//! Structured error types for string boundaries.
//!
//! The numerical routines themselves never return errors (see the crate-level
//! best-effort policy); the only failure mode this crate owns is parsing a
//! method name supplied as text, which happens at CLI and configuration
//! boundaries.

use thiserror::Error;

/// Error returned when a method name supplied as text does not match any
/// known algorithm.
///
/// Method selection inside the library is always an enum, so an invalid name
/// is unrepresentable past the parse boundary.
///
/// # Example
///
/// ```
/// use quant_core::math::quadrature::QuadratureMethod;
/// use quant_core::types::MethodParseError;
///
/// let err = "gauss".parse::<QuadratureMethod>().unwrap_err();
/// assert!(matches!(err, MethodParseError::UnknownMethod { .. }));
/// ```
#[derive(Debug, Clone, PartialEq, Eq, Error)]
pub enum MethodParseError {
    /// The supplied name matches no known method.
    #[error("unknown method '{name}', expected one of: {expected}")]
    UnknownMethod {
        /// The name that failed to parse.
        name: String,
        /// Comma-separated list of accepted names.
        expected: &'static str,
    },
}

———

#### [REQUIREMENT]
Nothing in the records should be altered when they are written out again.

#### [ANSWER TO THE EXERCISE]
//! Structured error types for string boundaries.
//!
//! The numerical routines themselves never return errors (see the crate-level
//! best-effort policy); the only failure mode this crate owns is parsing a
//! method name supplied as text, which happens at CLI and configuration
//! boundaries.

use thiserror::Error;

/// Error returned when a method name supplied as text does not match any
/// known algorithm.
///
/// Method selection inside the library is always an enum, so an invalid name
/// is unrepresentable past the parse boundary.
///
/// # Example
///
/// ```
/// use quant_core::math::quadrature::QuadratureMethod;
/// use quant_core::types::MethodParseError;
///
/// let err = "gauss".parse::<QuadratureMethod>().unwrap_err();
/// assert!(matches!(err, MethodParseError::UnknownMethod { .. }));
/// ```
#[derive(Debug, Clone, PartialEq, Eq, Error)]
pub enum MethodParseError {
    /// The supplied name matches no known method.
    #[error("unknown method '{name}', expected one of: {expected}")]
    UnknownMethod {
        /// The name that failed to parse.
        name: String,
        /// Comma-separated list of accepted names.
        expected: &'static str,
    },
}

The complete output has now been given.